- **Try it**:
Find the string "catalog" in the records and copy each line where it occurs.

- **Data listing**:
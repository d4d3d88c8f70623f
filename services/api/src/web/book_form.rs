//! services/api/src/web/book_form.rs
//!
//! The request schema shared by "create book" and "update book". Both routes
//! accept either a JSON body or `multipart/form-data` with the same field
//! names; multipart requests may also carry `coverImage` and `images` files.
//! Parsing happens once here and produces a typed core command.

use axum::{
    extract::{FromRequest, Multipart, Request},
    http::header::CONTENT_TYPE,
};
use bookshelf_core::domain::{BookChanges, BookDraft, Layout, NewContentBlock};
use bytes::Bytes;
use serde::Deserialize;
use serde_json::Value;
use tracing::warn;
use utoipa::ToSchema;

use crate::error::ApiError;
use crate::web::extract::{non_blank, value_as_i64, JsonBody};

//=========================================================================================
// Request Schema
//=========================================================================================

#[derive(Debug, Clone, Deserialize, ToSchema)]
pub struct ContentBlockPayload {
    #[serde(rename = "type")]
    pub block_type: String,
    #[serde(default)]
    pub content: String,
    pub order: i32,
}

/// The fields of a catalog write, before validation.
#[derive(Debug, Default, Deserialize, ToSchema)]
#[serde(rename_all = "camelCase")]
pub struct BookPayload {
    pub title: Option<String>,
    pub author: Option<String>,
    pub language: Option<String>,
    pub cover_image: Option<String>,
    pub small_description: Option<String>,
    pub content: Option<String>,
    /// A number or a numeric string.
    #[schema(value_type = Option<i32>)]
    pub page_count: Option<Value>,
    pub audio_link: Option<String>,
    #[schema(value_type = Option<Object>)]
    pub related_info: Option<Value>,
    /// One of `FULL_TEXT`, `IMAGE_TOP_TEXT_BOTTOM`, `TEXT_TOP_IMAGE_BOTTOM`, `MIXED`.
    pub layout: Option<String>,
    pub images: Option<Vec<String>>,
    #[serde(default)]
    pub category_names: Vec<String>,
    #[serde(default)]
    pub content_blocks: Vec<ContentBlockPayload>,
}

/// A non-empty uploaded file.
#[derive(Debug, Clone)]
pub struct UploadedFile {
    pub file_name: String,
    pub data: Bytes,
}

/// A parsed catalog write: the payload plus any uploaded files.
#[derive(Debug, Default)]
pub struct BookForm {
    pub payload: BookPayload,
    pub cover_upload: Option<UploadedFile>,
    pub image_uploads: Vec<UploadedFile>,
}

//=========================================================================================
// Validation
//=========================================================================================

fn parse_page_count(value: Option<Value>) -> Result<Option<i32>, ApiError> {
    match value {
        None | Some(Value::Null) => Ok(None),
        Some(Value::String(s)) if s.trim().is_empty() => Ok(None),
        Some(v) => value_as_i64(&v)
            .and_then(|n| i32::try_from(n).ok())
            .filter(|n| *n >= 0)
            .map(Some)
            .ok_or_else(|| ApiError::BadRequest("pageCount must be a non-negative integer".to_string())),
    }
}

fn parse_layout(value: Option<String>) -> Result<Option<Layout>, ApiError> {
    non_blank(value)
        .map(|raw| raw.parse::<Layout>())
        .transpose()
        .map_err(|e| ApiError::BadRequest(format!("Invalid layout: {}", e.0)))
}

/// Rejects a required field that was supplied but blank.
fn required_if_present(value: Option<String>, field: &str) -> Result<Option<String>, ApiError> {
    match value {
        Some(v) if v.trim().is_empty() => {
            Err(ApiError::BadRequest(format!("{} must not be empty", field)))
        }
        Some(v) => Ok(Some(v.trim().to_string())),
        None => Ok(None),
    }
}

fn into_blocks(blocks: Vec<ContentBlockPayload>) -> Vec<NewContentBlock> {
    blocks
        .into_iter()
        .map(|b| NewContentBlock {
            block_type: b.block_type,
            content: b.content,
            order: b.order,
        })
        .collect()
}

impl BookPayload {
    /// Validates a "create book" request. Title, author and language are required.
    pub fn into_draft(self) -> Result<BookDraft, ApiError> {
        let (Some(title), Some(author), Some(language)) = (
            non_blank(self.title),
            non_blank(self.author),
            non_blank(self.language),
        ) else {
            return Err(ApiError::BadRequest(
                "Missing required fields: title, author, or language".to_string(),
            ));
        };

        Ok(BookDraft {
            title,
            author,
            language,
            cover_image: non_blank(self.cover_image),
            small_description: non_blank(self.small_description),
            content: self.content.filter(|c| !c.trim().is_empty()),
            page_count: parse_page_count(self.page_count)?,
            audio_link: non_blank(self.audio_link),
            related_info: self.related_info.filter(|v| !v.is_null()),
            layout: parse_layout(self.layout)?.unwrap_or_default(),
            images: self.images.unwrap_or_default(),
            category_names: self.category_names,
            content_blocks: into_blocks(self.content_blocks),
        })
    }

    /// Validates an "update book" request. Absent scalars stay unchanged;
    /// categories and content blocks are replaced with the given lists.
    pub fn into_changes(self) -> Result<BookChanges, ApiError> {
        Ok(BookChanges {
            title: required_if_present(self.title, "title")?,
            author: required_if_present(self.author, "author")?,
            language: required_if_present(self.language, "language")?,
            cover_image: non_blank(self.cover_image),
            small_description: non_blank(self.small_description),
            content: self.content.filter(|c| !c.trim().is_empty()),
            page_count: parse_page_count(self.page_count)?,
            audio_link: non_blank(self.audio_link),
            related_info: self.related_info.filter(|v| !v.is_null()),
            layout: parse_layout(self.layout)?,
            images: self.images,
            category_names: self.category_names,
            content_blocks: into_blocks(self.content_blocks),
        })
    }
}

//=========================================================================================
// Content Negotiation
//=========================================================================================

fn bad_multipart(e: impl std::fmt::Display) -> ApiError {
    ApiError::BadRequest(format!("Failed to read multipart data: {}", e))
}

/// Accepts a JSON array of strings or a comma-separated list.
fn parse_string_list(text: &str, field: &str) -> Result<Vec<String>, ApiError> {
    let trimmed = text.trim();
    if trimmed.starts_with('[') {
        return serde_json::from_str(trimmed)
            .map_err(|e| ApiError::BadRequest(format!("Invalid {} JSON: {}", field, e)));
    }
    Ok(trimmed
        .split(',')
        .map(str::trim)
        .filter(|s| !s.is_empty())
        .map(String::from)
        .collect())
}

async fn parse_multipart(mut multipart: Multipart) -> Result<BookForm, ApiError> {
    let mut form = BookForm::default();

    while let Some(field) = multipart.next_field().await.map_err(bad_multipart)? {
        let name = field.name().unwrap_or_default().to_string();

        // --- File parts ---
        if let Some(file_name) = field.file_name().map(str::to_string) {
            let data = field.bytes().await.map_err(bad_multipart)?;
            if data.is_empty() {
                // A zero-size file means "no file chosen".
                continue;
            }
            let upload = UploadedFile { file_name, data };
            match name.as_str() {
                "coverImage" => form.cover_upload = Some(upload),
                "images" => form.image_uploads.push(upload),
                other => warn!("Ignoring unexpected file field '{}'", other),
            }
            continue;
        }

        // --- Text parts ---
        let text = field.text().await.map_err(bad_multipart)?;
        let payload = &mut form.payload;
        match name.as_str() {
            "title" => payload.title = Some(text),
            "author" => payload.author = Some(text),
            "language" => payload.language = Some(text),
            "coverImage" => payload.cover_image = Some(text),
            "smallDescription" => payload.small_description = Some(text),
            "content" => payload.content = Some(text),
            "pageCount" => payload.page_count = Some(Value::String(text)),
            "audioLink" => payload.audio_link = Some(text),
            "relatedInfo" => {
                let value =
                    serde_json::from_str::<Value>(&text).unwrap_or_else(|_| Value::String(text));
                payload.related_info = Some(value);
            }
            "layout" => payload.layout = Some(text),
            "images" => payload.images = Some(parse_string_list(&text, "images")?),
            "categoryNames" => payload
                .category_names
                .extend(parse_string_list(&text, "categoryNames")?),
            "contentBlocks" => {
                payload.content_blocks = serde_json::from_str(&text).map_err(|e| {
                    ApiError::BadRequest(format!("Invalid contentBlocks JSON: {}", e))
                })?
            }
            other => warn!("Ignoring unexpected form field '{}'", other),
        }
    }

    Ok(form)
}

impl<S> FromRequest<S> for BookForm
where
    S: Send + Sync,
{
    type Rejection = ApiError;

    async fn from_request(req: Request, state: &S) -> Result<Self, Self::Rejection> {
        let is_multipart = req
            .headers()
            .get(CONTENT_TYPE)
            .and_then(|v| v.to_str().ok())
            .map(|ct| ct.starts_with("multipart/form-data"))
            .unwrap_or(false);

        if is_multipart {
            let multipart = Multipart::from_request(req, state)
                .await
                .map_err(|rejection| bad_multipart(rejection.body_text()))?;
            parse_multipart(multipart).await
        } else {
            let JsonBody(payload) = JsonBody::<BookPayload>::from_request(req, state).await?;
            Ok(BookForm {
                payload,
                ..Default::default()
            })
        }
    }
}

#[cfg(test)]
mod tests {
    use super::*;
    use serde_json::json;

    fn payload(value: Value) -> BookPayload {
        serde_json::from_value(value).unwrap()
    }

    #[test]
    fn create_requires_title_author_language() {
        let err = payload(json!({"title": "A", "author": "  "}))
            .into_draft()
            .unwrap_err();
        assert!(matches!(err, ApiError::BadRequest(_)));

        let draft = payload(json!({"title": "A", "author": "B", "language": "EN"}))
            .into_draft()
            .unwrap();
        assert_eq!(draft.title, "A");
        assert_eq!(draft.layout, Layout::Mixed);
        assert!(draft.content_blocks.is_empty());
        assert!(draft.category_names.is_empty());
    }

    #[test]
    fn create_parses_nested_lists_and_lenient_numbers() {
        let draft = payload(json!({
            "title": "A", "author": "B", "language": "EN",
            "pageCount": "120",
            "layout": "FULL_TEXT",
            "categoryNames": ["Fiction", "NewCat"],
            "contentBlocks": [
                {"type": "text", "content": "hello", "order": 2},
                {"type": "text", "content": "again", "order": 2}
            ],
            "relatedInfo": {"isbn": "123"}
        }))
        .into_draft()
        .unwrap();

        assert_eq!(draft.page_count, Some(120));
        assert_eq!(draft.layout, Layout::FullText);
        assert_eq!(draft.category_names, vec!["Fiction", "NewCat"]);
        // Duplicate orders are kept verbatim.
        let orders: Vec<i32> = draft.content_blocks.iter().map(|b| b.order).collect();
        assert_eq!(orders, vec![2, 2]);
        assert_eq!(draft.related_info, Some(json!({"isbn": "123"})));
    }

    #[test]
    fn invalid_layout_and_page_count_are_rejected() {
        let err = payload(json!({"title": "A", "author": "B", "language": "EN", "layout": "GRID"}))
            .into_draft()
            .unwrap_err();
        assert!(matches!(err, ApiError::BadRequest(_)));

        let err = payload(json!({"pageCount": "many"})).into_changes().unwrap_err();
        assert!(matches!(err, ApiError::BadRequest(_)));
    }

    #[test]
    fn update_keeps_absent_fields_and_rejects_blank_required_ones() {
        let changes = payload(json!({"author": "New Author"})).into_changes().unwrap();
        assert_eq!(changes.author.as_deref(), Some("New Author"));
        assert!(changes.title.is_none());
        assert!(changes.images.is_none());

        let err = payload(json!({"title": ""})).into_changes().unwrap_err();
        assert!(matches!(err, ApiError::BadRequest(msg) if msg == "title must not be empty"));
    }

    #[test]
    fn string_lists_accept_json_or_commas() {
        assert_eq!(
            parse_string_list(r#"["a", "b"]"#, "images").unwrap(),
            vec!["a", "b"]
        );
        assert_eq!(
            parse_string_list("Fiction, NewCat,", "categoryNames").unwrap(),
            vec!["Fiction", "NewCat"]
        );
        assert!(parse_string_list("[oops", "images").is_err());
    }
}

- **Answer below**:
/// The fields of a catalog write, before validation.
/// A parsed catalog write: the payload plus any uploaded files.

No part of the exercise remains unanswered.